= Robert Lewis Morgan =

American politician

Robert Lewis Morgan (born January 5, 1952) is an American Democratic Party politician who served in the New Jersey General Assembly for one term from 2004 to 2006, where he represented the 12th legislative district.

Morgan served in the Assembly on the Education and the Health and Human Services Committees.

Morgan and running mate Michael J. Panter were elected in 2003, ousting incumbent Republicans Michael Arnone and Clare Farragher .

In results from balloting on Election Day, November 8, 2005, in the 12th district, covering portions of Monmouth and Mercer counties, Republican challenger Jennifer Beck had an edge of over 1,000 votes for one of the two seats in the district. In early results, fewer than three hundred votes had separated Republican challenger Declan O'Scanlon and the one-term incumbent Democrats Robert Lewis Morgan and Michael J. Panter, leaving the race too close to call with O'Scanlon leading by just over 100 votes. The final tally had Panter retaining his seat by a 73-vote margin over O'Scanlon and Morgan in fourth place, falling short in his bid for re-election.

Morgan served on the Little Silver School District Board of Education as Vice President and on the Red Bank Regional High School Board of Education, also as President, a regional district that serves students in Little Silver, Red Bank and Shrewsbury.

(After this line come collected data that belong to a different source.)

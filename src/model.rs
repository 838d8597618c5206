use std::collections::{BTreeSet, HashMap};

use serde::{Deserialize, Serialize};

/// Node vocabulary shared by the file view and the symbol view.
#[derive(Clone, Copy, Debug, PartialEq, Eq, PartialOrd, Ord, Hash, Serialize, Deserialize)]
pub enum NodeKind {
    File,
    Function,
    Class,
    Variable,
    Import,
    Module,
    Method,
    ExternalModule,
    Unknown,
}

impl NodeKind {
    pub const ALL: [NodeKind; 8] = [
        NodeKind::File,
        NodeKind::Function,
        NodeKind::Class,
        NodeKind::Variable,
        NodeKind::Import,
        NodeKind::Module,
        NodeKind::Method,
        NodeKind::ExternalModule,
    ];

    /// Every kind a node-type filter can keep, including the unknown-tag fallback.
    pub const FILTERABLE: [NodeKind; 9] = [
        NodeKind::File,
        NodeKind::Function,
        NodeKind::Class,
        NodeKind::Variable,
        NodeKind::Import,
        NodeKind::Module,
        NodeKind::Method,
        NodeKind::ExternalModule,
        NodeKind::Unknown,
    ];

    pub fn from_tag(tag: &str) -> Self {
        let normalized = tag.trim().to_ascii_lowercase().replace([' ', '-'], "_");
        match normalized.as_str() {
            "file" => Self::File,
            "function" | "func" => Self::Function,
            "class" => Self::Class,
            "variable" | "var" | "constant" => Self::Variable,
            "import" => Self::Import,
            "module" => Self::Module,
            "method" => Self::Method,
            "external_module" | "externalmodule" | "external" => Self::ExternalModule,
            _ => Self::Unknown,
        }
    }

    pub fn label(self) -> &'static str {
        match self {
            Self::File => "file",
            Self::Function => "function",
            Self::Class => "class",
            Self::Variable => "variable",
            Self::Import => "import",
            Self::Module => "module",
            Self::Method => "method",
            Self::ExternalModule => "external module",
            Self::Unknown => "unknown",
        }
    }
}

#[derive(Clone, Copy, Debug, PartialEq, Eq, PartialOrd, Ord, Hash)]
pub enum EdgeKind {
    Imports,
    Calls,
    Extends,
    Uses,
    Other,
}

impl EdgeKind {
    /// Classifies an already normalized relation tag.
    pub fn from_relation(relation: &str) -> Self {
        match relation {
            "IMPORTS" | "IMPORT" => Self::Imports,
            "CALLS" | "CALL" => Self::Calls,
            "EXTENDS" | "INHERITS" | "IMPLEMENTS" => Self::Extends,
            "USES" | "REFERENCES" => Self::Uses,
            _ => Self::Other,
        }
    }

    pub fn label(self) -> &'static str {
        match self {
            Self::Imports => "imports",
            Self::Calls => "calls",
            Self::Extends => "extends",
            Self::Uses => "uses",
            Self::Other => "other",
        }
    }
}

/// Upper-cases a relationship tag so `imports`, `Imports` and `IMPORTS` compare equal.
pub fn normalize_relation(tag: &str) -> String {
    tag.trim().to_ascii_uppercase().replace([' ', '-'], "_")
}

#[derive(Clone, Debug, Default, PartialEq, Eq, Serialize, Deserialize)]
pub struct NodeMetadata {
    pub file_path: Option<String>,
    pub language: Option<String>,
    pub line_count: Option<u32>,
}

#[derive(Clone, Debug, PartialEq, Eq)]
pub struct GraphNode {
    pub id: String,
    pub label: String,
    pub kind: NodeKind,
    pub metadata: NodeMetadata,
    /// Ids this node points to. Derived from the edge set, never edited directly.
    pub dependencies: BTreeSet<String>,
    /// Ids pointing at this node. Derived from the edge set, never edited directly.
    pub dependents: BTreeSet<String>,
}

impl GraphNode {
    pub fn new(id: impl Into<String>, label: impl Into<String>, kind: NodeKind) -> Self {
        Self {
            id: id.into(),
            label: label.into(),
            kind,
            metadata: NodeMetadata::default(),
            dependencies: BTreeSet::new(),
            dependents: BTreeSet::new(),
        }
    }

    pub fn with_metadata(mut self, metadata: NodeMetadata) -> Self {
        self.metadata = metadata;
        self
    }
}

#[derive(Clone, Debug, PartialEq, Eq)]
pub struct GraphEdge {
    pub source: String,
    pub target: String,
    pub relation: String,
    pub kind: EdgeKind,
}

impl GraphEdge {
    pub fn new(source: impl Into<String>, target: impl Into<String>, relation: &str) -> Self {
        let relation = normalize_relation(relation);
        let kind = EdgeKind::from_relation(&relation);
        Self {
            source: source.into(),
            target: target.into(),
            relation,
            kind,
        }
    }
}

/// Dense node storage with stable indices.
///
/// Positions live outside the graph, in a vector indexed in parallel with
/// [`DependencyGraph::nodes`]. The `dependencies`/`dependents` mirror on every
/// node is rebuilt from the edge set on construction.
#[derive(Clone, Debug, Default)]
pub struct DependencyGraph {
    nodes: Vec<GraphNode>,
    edges: Vec<GraphEdge>,
    links: Vec<(usize, usize)>,
    index_by_id: HashMap<String, usize>,
    outgoing: Vec<Vec<usize>>,
    incoming: Vec<Vec<usize>>,
}

impl DependencyGraph {
    pub fn new(nodes: Vec<GraphNode>, edges: Vec<GraphEdge>) -> Self {
        let mut index_by_id = HashMap::with_capacity(nodes.len());
        let mut unique = Vec::with_capacity(nodes.len());
        for node in nodes {
            if index_by_id.contains_key(&node.id) {
                continue;
            }
            index_by_id.insert(node.id.clone(), unique.len());
            unique.push(node);
        }

        let mut graph = Self {
            nodes: unique,
            edges,
            links: Vec::new(),
            index_by_id,
            outgoing: Vec::new(),
            incoming: Vec::new(),
        };
        graph.rebuild_links();
        graph
    }

    fn rebuild_links(&mut self) {
        for node in &mut self.nodes {
            node.dependencies.clear();
            node.dependents.clear();
        }

        let index_by_id = &self.index_by_id;
        self.edges.retain(|edge| {
            index_by_id.contains_key(&edge.source) && index_by_id.contains_key(&edge.target)
        });

        self.links.clear();
        self.outgoing = vec![Vec::new(); self.nodes.len()];
        self.incoming = vec![Vec::new(); self.nodes.len()];

        for edge in &self.edges {
            let (Some(&source), Some(&target)) = (
                self.index_by_id.get(&edge.source),
                self.index_by_id.get(&edge.target),
            ) else {
                continue;
            };

            self.links.push((source, target));
            self.nodes[source].dependencies.insert(edge.target.clone());
            self.nodes[target].dependents.insert(edge.source.clone());
            self.outgoing[source].push(target);
            self.incoming[target].push(source);
        }
    }

    pub fn nodes(&self) -> &[GraphNode] {
        &self.nodes
    }

    pub fn edges(&self) -> &[GraphEdge] {
        &self.edges
    }

    /// Edges as `(source, target)` index pairs, parallel to [`Self::edges`].
    pub fn links(&self) -> &[(usize, usize)] {
        &self.links
    }

    pub fn node(&self, index: usize) -> Option<&GraphNode> {
        self.nodes.get(index)
    }

    pub fn index_of(&self, id: &str) -> Option<usize> {
        self.index_by_id.get(id).copied()
    }

    pub fn outgoing(&self, index: usize) -> &[usize] {
        self.outgoing.get(index).map(Vec::as_slice).unwrap_or(&[])
    }

    pub fn incoming(&self, index: usize) -> &[usize] {
        self.incoming.get(index).map(Vec::as_slice).unwrap_or(&[])
    }

    pub fn len(&self) -> usize {
        self.nodes.len()
    }

    pub fn is_empty(&self) -> bool {
        self.nodes.is_empty()
    }
}

#[cfg(test)]
mod tests {
    use super::*;

    fn sample() -> DependencyGraph {
        let nodes = vec![
            GraphNode::new("a", "a.rs", NodeKind::File),
            GraphNode::new("b", "b.rs", NodeKind::File),
            GraphNode::new("c", "c.rs", NodeKind::File),
        ];
        let edges = vec![
            GraphEdge::new("a", "b", "imports"),
            GraphEdge::new("a", "c", "imports"),
            GraphEdge::new("b", "c", "calls"),
            GraphEdge::new("c", "missing", "imports"),
        ];
        DependencyGraph::new(nodes, edges)
    }

    #[test]
    fn mirror_matches_edges_exactly() {
        let graph = sample();

        for edge in graph.edges() {
            let source = &graph.nodes()[graph.index_of(&edge.source).unwrap()];
            let target = &graph.nodes()[graph.index_of(&edge.target).unwrap()];
            assert!(source.dependencies.contains(&edge.target));
            assert!(target.dependents.contains(&edge.source));
        }

        for node in graph.nodes() {
            for dependency in &node.dependencies {
                assert!(
                    graph
                        .edges()
                        .iter()
                        .any(|edge| edge.source == node.id && &edge.target == dependency)
                );
            }
            for dependent in &node.dependents {
                assert!(
                    graph
                        .edges()
                        .iter()
                        .any(|edge| &edge.source == dependent && edge.target == node.id)
                );
            }
        }
    }

    #[test]
    fn dangling_edges_are_dropped() {
        let graph = sample();
        assert_eq!(graph.edges().len(), 3);
        assert_eq!(graph.links().len(), 3);
        assert!(graph.nodes()[2].dependencies.is_empty());
    }

    #[test]
    fn stale_mirror_on_input_nodes_is_rebuilt() {
        let mut stale = GraphNode::new("b", "b.rs", NodeKind::File);
        stale.dependencies.insert("gone".to_owned());
        stale.dependents.insert("a".to_owned());

        let graph = DependencyGraph::new(
            vec![
                GraphNode::new("a", "a.rs", NodeKind::File),
                stale,
                GraphNode::new("c", "c.rs", NodeKind::File),
            ],
            vec![GraphEdge::new("c", "a", "uses")],
        );

        assert!(graph.nodes()[1].dependencies.is_empty());
        assert!(graph.nodes()[1].dependents.is_empty());
        assert_eq!(graph.nodes()[2].dependencies.len(), 1);
        assert!(graph.nodes()[0].dependents.contains("c"));
        assert_eq!(graph.outgoing(2), &[0]);
        assert_eq!(graph.incoming(0), &[2]);
    }

    #[test]
    fn duplicate_ids_keep_first_record() {
        let graph = DependencyGraph::new(
            vec![
                GraphNode::new("x", "first", NodeKind::Class),
                GraphNode::new("x", "second", NodeKind::Function),
            ],
            Vec::new(),
        );
        assert_eq!(graph.len(), 1);
        assert_eq!(graph.nodes()[0].label, "first");
    }

    #[test]
    fn relation_tags_are_normalized() {
        let edge = GraphEdge::new("a", "b", " imports ");
        assert_eq!(edge.relation, "IMPORTS");
        assert_eq!(edge.kind, EdgeKind::Imports);
        assert_eq!(GraphEdge::new("a", "b", "Inherits").kind, EdgeKind::Extends);
        assert_eq!(GraphEdge::new("a", "b", "defines").kind, EdgeKind::Other);
    }

    #[test]
    fn node_kind_tags() {
        assert_eq!(NodeKind::from_tag("External Module"), NodeKind::ExternalModule);
        assert_eq!(NodeKind::from_tag("external_module"), NodeKind::ExternalModule);
        assert_eq!(NodeKind::from_tag("FILE"), NodeKind::File);
        assert_eq!(NodeKind::from_tag("lambda"), NodeKind::Unknown);
    }
}
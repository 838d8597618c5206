use std::collections::{HashSet, VecDeque};

use crate::model::DependencyGraph;

pub const DEFAULT_IMPACT_DEPTH: usize = 3;
const IMPACT_NODE_LIMIT: usize = 500;

#[derive(Clone, Copy, Debug, Default, PartialEq, Eq, clap::ValueEnum)]
pub enum ImpactMode {
    #[default]
    Off,
    /// Nodes that depend on the start node, directly or transitively.
    Dependents,
    /// Nodes the start node relies on.
    Dependencies,
    Both,
}

impl ImpactMode {
    pub const ALL: [ImpactMode; 4] = [
        ImpactMode::Off,
        ImpactMode::Dependents,
        ImpactMode::Dependencies,
        ImpactMode::Both,
    ];

    pub fn label(self) -> &'static str {
        match self {
            Self::Off => "Off",
            Self::Dependents => "Dependents",
            Self::Dependencies => "Dependencies",
            Self::Both => "Both",
        }
    }
}

fn collect_reachable(
    graph: &DependencyGraph,
    start: usize,
    forward: bool,
    max_depth: usize,
    reached: &mut HashSet<usize>,
) {
    let mut queue = VecDeque::from([(start, 0usize)]);
    let mut visited = HashSet::from([start]);

    while let Some((index, depth)) = queue.pop_front() {
        if depth >= max_depth {
            continue;
        }

        let neighbors = if forward {
            graph.outgoing(index)
        } else {
            graph.incoming(index)
        };

        for &next in neighbors {
            reached.insert(next);
            if reached.len() >= IMPACT_NODE_LIMIT {
                return;
            }

            if visited.insert(next) {
                queue.push_back((next, depth + 1));
            }
        }
    }
}

/// Highlight set for `start`: the node itself plus everything reachable
/// within `depth` hops in the direction(s) `mode` selects.
///
/// Returns an empty set for [`ImpactMode::Off`] or an out-of-range start.
pub fn impact_set(
    graph: &DependencyGraph,
    start: usize,
    mode: ImpactMode,
    depth: usize,
) -> HashSet<usize> {
    let mut reached = HashSet::new();
    if mode == ImpactMode::Off || start >= graph.len() {
        return reached;
    }

    reached.insert(start);
    if matches!(mode, ImpactMode::Dependencies | ImpactMode::Both) {
        collect_reachable(graph, start, true, depth, &mut reached);
    }
    if matches!(mode, ImpactMode::Dependents | ImpactMode::Both) {
        collect_reachable(graph, start, false, depth, &mut reached);
    }

    reached
}

#[cfg(test)]
mod tests {
    use super::*;
    use crate::model::{GraphEdge, GraphNode, NodeKind};

    // a -> b -> c -> d, e -> b
    fn chain() -> DependencyGraph {
        let nodes = ["a", "b", "c", "d", "e"]
            .into_iter()
            .map(|id| GraphNode::new(id, id, NodeKind::File))
            .collect();
        let edges = vec![
            GraphEdge::new("a", "b", "imports"),
            GraphEdge::new("b", "c", "imports"),
            GraphEdge::new("c", "d", "imports"),
            GraphEdge::new("e", "b", "imports"),
        ];
        DependencyGraph::new(nodes, edges)
    }

    #[test]
    fn off_is_empty() {
        assert!(impact_set(&chain(), 1, ImpactMode::Off, 3).is_empty());
    }

    #[test]
    fn dependencies_follow_outgoing_edges() {
        let set = impact_set(&chain(), 1, ImpactMode::Dependencies, 3);
        assert_eq!(set, HashSet::from([1, 2, 3]));
    }

    #[test]
    fn dependents_follow_incoming_edges() {
        let set = impact_set(&chain(), 2, ImpactMode::Dependents, 3);
        assert_eq!(set, HashSet::from([2, 1, 0, 4]));
    }

    #[test]
    fn depth_bounds_the_walk() {
        let set = impact_set(&chain(), 0, ImpactMode::Dependencies, 1);
        assert_eq!(set, HashSet::from([0, 1]));
    }

    #[test]
    fn both_directions_and_bad_start() {
        let graph = chain();
        let set = impact_set(&graph, 1, ImpactMode::Both, 1);
        assert_eq!(set, HashSet::from([0, 1, 2, 4]));
        assert!(impact_set(&graph, 99, ImpactMode::Both, 3).is_empty());
    }
}
use std::f32::consts::TAU;

use eframe::egui::{Pos2, Rect, Vec2, vec2};

const COINCIDENT_EPSILON: f32 = 0.0001;

// Direction used when two nodes sit on the same point. Derived from the pair
// indices so the simulation stays reproducible.
fn fallback_direction(i: usize, j: usize) -> Vec2 {
    let angle = ((i as f32) * 0.618_034 + (j as f32) * 0.414_214) * TAU;
    vec2(angle.cos(), angle.sin())
}

/// Unit direction from `from` to `to` and the distance floored to 1.
fn direction_and_distance(from: Pos2, to: Pos2, i: usize, j: usize) -> (Vec2, f32) {
    let delta = to - from;
    let raw = delta.length();
    let direction = if raw > COINCIDENT_EPSILON {
        delta / raw
    } else {
        fallback_direction(i, j)
    };
    (direction, raw.max(1.0))
}

/// Pushes every pair closer than `3 * min_distance` apart.
pub(super) fn apply_repulsion(positions: &mut [Pos2], min_distance: f32, alpha: f32) {
    let cutoff = min_distance * 3.0;
    let min_distance_sq = min_distance * min_distance;

    for i in 0..positions.len() {
        for j in (i + 1)..positions.len() {
            let (direction, distance) = direction_and_distance(positions[i], positions[j], i, j);
            if distance >= cutoff {
                continue;
            }

            let force = (min_distance_sq / (distance * distance)) * alpha * 2.0;
            let push = direction * force;
            positions[i] -= push;
            positions[j] += push;
        }
    }
}

/// Linear spring toward `ideal_length` along every link.
pub(super) fn apply_attraction(
    positions: &mut [Pos2],
    links: &[(usize, usize)],
    ideal_length: f32,
    stiffness: f32,
    alpha: f32,
) {
    let node_count = positions.len();
    for &(source, target) in links {
        if source >= node_count || target >= node_count || source == target {
            continue;
        }

        let (direction, distance) =
            direction_and_distance(positions[source], positions[target], source, target);
        let force = (distance - ideal_length) * stiffness * alpha;
        let pull = direction * force;
        positions[source] += pull;
        positions[target] -= pull;
    }
}

pub(super) fn apply_centering(positions: &mut [Pos2], center: Pos2, strength: f32, alpha: f32) {
    let factor = strength * alpha;
    for position in positions.iter_mut() {
        *position += (center - *position) * factor;
    }
}

pub(super) fn clamp_to_bounds(positions: &mut [Pos2], bounds: Rect) {
    for position in positions.iter_mut() {
        position.x = position.x.clamp(bounds.min.x, bounds.max.x);
        position.y = position.y.clamp(bounds.min.y, bounds.max.y);
    }
}
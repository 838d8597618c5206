//! Force-directed layout and interactive rendering for codebase dependency graphs.
//!
//! The pipeline runs leaf-first: [`source`] reads the analyzer payload,
//! [`projection`] reduces it to a file or symbol view, [`filter`] applies
//! search and the visible cap, [`model::DependencyGraph`] indexes the result,
//! [`layout`] places it, and [`canvas::GraphCanvas`] draws it with [`render`]
//! while [`interaction`] drives the [`camera`].

pub mod camera;
pub mod canvas;
pub mod config;
pub mod error;
pub mod filter;
pub mod impact;
pub mod interaction;
pub mod layout;
pub mod model;
pub mod projection;
pub mod render;
pub mod source;
pub mod util;
pub mod view_state;
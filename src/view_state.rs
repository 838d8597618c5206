use std::collections::HashSet;

use crate::camera::Camera;

/// Everything the renderer and hit-testing need beyond the graph itself.
///
/// Indices refer to the node order of the graph currently on the canvas.
#[derive(Clone, Debug, Default, PartialEq)]
pub struct ViewState {
    pub camera: Camera,
    pub hovered: Option<usize>,
    pub selected: Option<usize>,
    /// Supplied from outside (impact analysis); emphasis only.
    pub highlighted: HashSet<usize>,
}

impl ViewState {
    pub fn is_hovered(&self, index: usize) -> bool {
        self.hovered == Some(index)
    }

    pub fn is_selected(&self, index: usize) -> bool {
        self.selected == Some(index)
    }

    pub fn is_highlighted(&self, index: usize) -> bool {
        self.highlighted.contains(&index)
    }

    pub fn is_enlarged(&self, index: usize) -> bool {
        self.is_hovered(index) || self.is_selected(index)
    }

    pub fn has_focus(&self) -> bool {
        self.selected.is_some() || !self.highlighted.is_empty()
    }

    /// Edges touching the selection, or joining two highlighted nodes, are drawn at full strength.
    pub fn is_edge_emphasized(&self, source: usize, target: usize) -> bool {
        self.is_selected(source)
            || self.is_selected(target)
            || (self.is_highlighted(source) && self.is_highlighted(target))
    }

    pub fn clear_selection(&mut self) {
        self.selected = None;
        self.highlighted.clear();
    }

    /// Drops every index-based field; the camera survives graph swaps.
    pub fn forget_nodes(&mut self) {
        self.hovered = None;
        self.selected = None;
        self.highlighted.clear();
    }
}
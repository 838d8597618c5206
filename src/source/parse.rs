use serde::Deserialize;
use serde_json::Value;

use crate::error::SourceError;

use super::payload::{Coverage, GraphPayload, GraphStats, RawEdge, RawNode};

#[derive(Deserialize)]
struct RawPayload {
    nodes: Vec<RawNode>,
    #[serde(default)]
    edges: Vec<RawEdge>,
    #[serde(default)]
    stats: Option<GraphStats>,
    #[serde(default)]
    coverage: Option<Coverage>,
}

/// Parses a backend graph response.
///
/// Accepts either the bare `{ nodes, edges, stats?, coverage? }` object or the
/// same object wrapped under a `graph` key. Missing stats are computed from the
/// node and edge lists.
pub fn parse_payload(raw: &str) -> Result<GraphPayload, SourceError> {
    let parsed: Value = serde_json::from_str(raw)?;
    let body = parsed
        .get("graph")
        .filter(|value| value.is_object())
        .unwrap_or(&parsed);

    if !body.get("nodes").is_some_and(Value::is_array) {
        return Err(SourceError::MissingNodes);
    }

    let raw = RawPayload::deserialize(body)?;
    let stats = match raw.stats {
        Some(stats) => stats,
        None => GraphStats::from_raw(&raw.nodes, &raw.edges),
    };

    Ok(GraphPayload {
        nodes: raw.nodes,
        edges: raw.edges,
        stats,
        coverage: raw.coverage,
    })
}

He has also served as President of both the Monmouth County Tuberculosis Control Board and the Monmouth County Infectious Disease Control Committee.

Morgan holds faculty positions at the Robert Wood Johnson Medical School and the School of Public Health at the University of Medicine and Dentistry of New Jersey, as well as the Department of Human Ecology at Rutgers University.

Morgan received an A.B. from Cornell University, an M.A. from the Columbia University School of International and Public Affairs, an M.P.H. from the Columbia University School of Public Health, was awarded an M.D. from the St. George's University School of Medicine and is a Doctoral Candidate at Columbia University in Epidemiology.